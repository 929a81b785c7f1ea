//! Per-level storage of the player's graphs
//!
//! Each graph keeps its id and color for as long as it exists, even when its
//! equation is edited. Ids of removed graphs are handed out again so ids (and
//! therefore colors) stay small.

use rand::{Rng, SeedableRng};
use rand_pcg::Pcg32;
use serde::{Deserialize, Serialize};

use crate::expr::Function;

/// Stable handle to a registered graph
#[derive(Debug, Clone, Copy, PartialEq, Eq, Hash, PartialOrd, Ord, Serialize, Deserialize)]
pub struct GraphId(pub u32);

/// Display color
#[derive(Debug, Clone, Copy, PartialEq, Eq, Serialize, Deserialize)]
pub struct Rgb {
    pub r: u8,
    pub g: u8,
    pub b: u8,
}

impl Rgb {
    pub const fn from_hex(rgb: u32) -> Self {
        Self {
            r: ((rgb >> 16) & 0xFF) as u8,
            g: ((rgb >> 8) & 0xFF) as u8,
            b: (rgb & 0xFF) as u8,
        }
    }

    /// Convert from hue (degrees), saturation and value (0-1)
    pub fn from_hsv(hue: f64, saturation: f64, value: f64) -> Self {
        let h = hue.rem_euclid(360.0) / 60.0;
        let c = value * saturation;
        let x = c * (1.0 - (h % 2.0 - 1.0).abs());
        let m = value - c;
        let (r, g, b) = match h as u32 {
            0 => (c, x, 0.0),
            1 => (x, c, 0.0),
            2 => (0.0, c, x),
            3 => (0.0, x, c),
            4 => (x, 0.0, c),
            _ => (c, 0.0, x),
        };
        let to_byte = |v: f64| ((v + m) * 255.0).round().clamp(0.0, 255.0) as u8;
        Self {
            r: to_byte(r),
            g: to_byte(g),
            b: to_byte(b),
        }
    }
}

/// Maximally distinct colors, indexed by graph id
const PALETTE: [u32; 64] = [
    0x000000, 0x00FF00, 0x0000FF, 0xFF0000, 0x01FFFE, 0xFFA6FE, 0xFFDB66, 0x006401, 0x010067,
    0x95003A, 0x007DB5, 0xFF00F6, 0xFFEEE8, 0x774D00, 0x90FB92, 0x0076FF, 0xD5FF00, 0xFF937E,
    0x6A826C, 0xFF029D, 0xFE8900, 0x7A4782, 0x7E2DD2, 0x85A900, 0xFF0056, 0xA42400, 0x00AE7E,
    0x683D3B, 0xBDC6FF, 0x263400, 0xBDD393, 0x00B917, 0x9E008E, 0x001544, 0xC28C9F, 0xFF74A3,
    0x01D0FF, 0x004754, 0xE56FFE, 0x788231, 0x0E4CA1, 0x91D0CB, 0xBE9970, 0x968AE8, 0xBB8800,
    0x43002C, 0xDEFF74, 0x00FFC6, 0xFFE502, 0x620E00, 0x008F9C, 0x98FF52, 0x7544B1, 0xB500FF,
    0x00FF78, 0xFF6E41, 0x005F39, 0x6B6882, 0x5FAD4E, 0xA75740, 0xA5FFD2, 0xFFB167, 0x009BFF,
    0xE85EBE,
];

/// Color for a graph id. Ids past the palette get a saturated color with a
/// pseudo-random hue, seeded by the id so it is stable.
pub fn color_for(id: GraphId) -> Rgb {
    match PALETTE.get(id.0 as usize) {
        Some(&hex) => Rgb::from_hex(hex),
        None => {
            let mut rng = Pcg32::seed_from_u64(id.0 as u64);
            Rgb::from_hsv(rng.random_range(0.0..360.0), 1.0, 0.85)
        }
    }
}

/// A function entered by the player
#[derive(Debug, Clone, PartialEq)]
pub struct Graph {
    id: GraphId,
    function: Function,
    color: Rgb,
}

impl Graph {
    pub fn id(&self) -> GraphId {
        self.id
    }

    pub fn function(&self) -> &Function {
        &self.function
    }

    pub fn color(&self) -> Rgb {
        self.color
    }
}

/// Graphs registered for the current level, in registration order
#[derive(Debug, Clone, Default)]
pub struct GraphStorage {
    graphs: Vec<Graph>,
    recycled: Vec<u32>,
    next_id: u32,
}

impl GraphStorage {
    pub fn new() -> Self {
        Self::default()
    }

    pub fn add(&mut self, function: Function) -> GraphId {
        let id = GraphId(self.allocate_id());
        self.graphs.push(Graph {
            id,
            function,
            color: color_for(id),
        });
        log::debug!("Added graph {} ({} total)", id.0, self.graphs.len());
        id
    }

    /// Remove a graph, freeing its id. Returns false if it wasn't registered.
    pub fn remove(&mut self, id: GraphId) -> bool {
        let Some(index) = self.graphs.iter().position(|g| g.id == id) else {
            return false;
        };
        self.graphs.remove(index);
        self.recycled.push(id.0);
        log::debug!("Removed graph {}", id.0);
        true
    }

    /// Swap in an edited function without changing id or color
    pub fn replace(&mut self, id: GraphId, function: Function) -> bool {
        match self.graphs.iter_mut().find(|g| g.id == id) {
            Some(graph) => {
                graph.function = function;
                log::debug!("Replaced function of graph {}", id.0);
                true
            }
            None => false,
        }
    }

    pub fn get(&self, id: GraphId) -> Option<&Graph> {
        self.graphs.iter().find(|g| g.id == id)
    }

    pub fn iter(&self) -> impl Iterator<Item = &Graph> {
        self.graphs.iter()
    }

    pub fn len(&self) -> usize {
        self.graphs.len()
    }

    pub fn is_empty(&self) -> bool {
        self.graphs.is_empty()
    }

    fn allocate_id(&mut self) -> u32 {
        if let Some(id) = self.recycled.pop() {
            return id;
        }
        let id = self.next_id;
        self.next_id += 1;
        id
    }
}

* Task details
The required output is the complete set of records, reproduced exactly.

* Solution for this task
repository 929a81b785c7f1ea
//! Per-level storage of the player's graphs
//!
//! Each graph keeps its id and color for as long as it exists, even when its
//! equation is edited. Ids of removed graphs are handed out again so ids (and
//! therefore colors) stay small.

use rand::{Rng, SeedableRng};
use rand_pcg::Pcg32;
use serde::{Deserialize, Serialize};

use crate::expr::Function;

/// Stable handle to a registered graph
#[derive(Debug, Clone, Copy, PartialEq, Eq, Hash, PartialOrd, Ord, Serialize, Deserialize)]
pub struct GraphId(pub u32);

/// Display color
#[derive(Debug, Clone, Copy, PartialEq, Eq, Serialize, Deserialize)]
pub struct Rgb {
    pub r: u8,
    pub g: u8,
    pub b: u8,
}

impl Rgb {
    pub const fn from_hex(rgb: u32) -> Self {
        Self {
            r: ((rgb >> 16) & 0xFF) as u8,
            g: ((rgb >> 8) & 0xFF) as u8,
            b: (rgb & 0xFF) as u8,
        }
    }

    /// Convert from hue (degrees), saturation and value (0-1)
    pub fn from_hsv(hue: f64, saturation: f64, value: f64) -> Self {
        let h = hue.rem_euclid(360.0) / 60.0;
        let c = value * saturation;
        let x = c * (1.0 - (h % 2.0 - 1.0).abs());
        let m = value - c;
        let (r, g, b) = match h as u32 {
            0 => (c, x, 0.0),
            1 => (x, c, 0.0),
            2 => (0.0, c, x),
            3 => (0.0, x, c),
            4 => (x, 0.0, c),
            _ => (c, 0.0, x),
        };
        let to_byte = |v: f64| ((v + m) * 255.0).round().clamp(0.0, 255.0) as u8;
        Self {
            r: to_byte(r),
            g: to_byte(g),
            b: to_byte(b),
        }
    }
}

/// Maximally distinct colors, indexed by graph id
const PALETTE: [u32; 64] = [
    0x000000, 0x00FF00, 0x0000FF, 0xFF0000, 0x01FFFE, 0xFFA6FE, 0xFFDB66, 0x006401, 0x010067,
    0x95003A, 0x007DB5, 0xFF00F6, 0xFFEEE8, 0x774D00, 0x90FB92, 0x0076FF, 0xD5FF00, 0xFF937E,
    0x6A826C, 0xFF029D, 0xFE8900, 0x7A4782, 0x7E2DD2, 0x85A900, 0xFF0056, 0xA42400, 0x00AE7E,
    0x683D3B, 0xBDC6FF, 0x263400, 0xBDD393, 0x00B917, 0x9E008E, 0x001544, 0xC28C9F, 0xFF74A3,
    0x01D0FF, 0x004754, 0xE56FFE, 0x788231, 0x0E4CA1, 0x91D0CB, 0xBE9970, 0x968AE8, 0xBB8800,
    0x43002C, 0xDEFF74, 0x00FFC6, 0xFFE502, 0x620E00, 0x008F9C, 0x98FF52, 0x7544B1, 0xB500FF,
    0x00FF78, 0xFF6E41, 0x005F39, 0x6B6882, 0x5FAD4E, 0xA75740, 0xA5FFD2, 0xFFB167, 0x009BFF,
    0xE85EBE,
];

/// Color for a graph id. Ids past the palette get a saturated color with a
/// pseudo-random hue, seeded by the id so it is stable.
pub fn color_for(id: GraphId) -> Rgb {
    match PALETTE.get(id.0 as usize) {
        Some(&hex) => Rgb::from_hex(hex),
        None => {
            let mut rng = Pcg32::seed_from_u64(id.0 as u64);
            Rgb::from_hsv(rng.random_range(0.0..360.0), 1.0, 0.85)
        }
    }
}

/// A function entered by the player
#[derive(Debug, Clone, PartialEq)]
pub struct Graph {
    id: GraphId,
    function: Function,
    color: Rgb,
}

impl Graph {
    pub fn id(&self) -> GraphId {
        self.id
    }

    pub fn function(&self) -> &Function {
        &self.function
    }

    pub fn color(&self) -> Rgb {
        self.color
    }
}

/// Graphs registered for the current level, in registration order
#[derive(Debug, Clone, Default)]
pub struct GraphStorage {
    graphs: Vec<Graph>,
    recycled: Vec<u32>,
    next_id: u32,
}

impl GraphStorage {
    pub fn new() -> Self {
        Self::default()
    }

    pub fn add(&mut self, function: Function) -> GraphId {
        let id = GraphId(self.allocate_id());
        self.graphs.push(Graph {
            id,
            function,
            color: color_for(id),
        });
        log::debug!("Added graph {} ({} total)", id.0, self.graphs.len());
        id
    }

    /// Remove a graph, freeing its id. Returns false if it wasn't registered.
    pub fn remove(&mut self, id: GraphId) -> bool {
        let Some(index) = self.graphs.iter().position(|g| g.id == id) else {
            return false;
        };
        self.graphs.remove(index);
        self.recycled.push(id.0);
        log::debug!("Removed graph {}", id.0);
        true
    }

    /// Swap in an edited function without changing id or color
    pub fn replace(&mut self, id: GraphId, function: Function) -> bool {
        match self.graphs.iter_mut().find(|g| g.id == id) {
            Some(graph) => {
                graph.function = function;
                log::debug!("Replaced function of graph {}", id.0);
                true
            }
            None => false,
        }
    }

    pub fn get(&self, id: GraphId) -> Option<&Graph> {
        self.graphs.iter().find(|g| g.id == id)
    }

    pub fn iter(&self) -> impl Iterator<Item = &Graph> {
        self.graphs.iter()
    }

    pub fn len(&self) -> usize {
        self.graphs.len()
    }

    pub fn is_empty(&self) -> bool {
        self.graphs.is_empty()
    }

    fn allocate_id(&mut self) -> u32 {
        if let Some(id) = self.recycled.pop() {
            return id;
        }
        let id = self.next_id;
        self.next_id += 1;
        id
    }
}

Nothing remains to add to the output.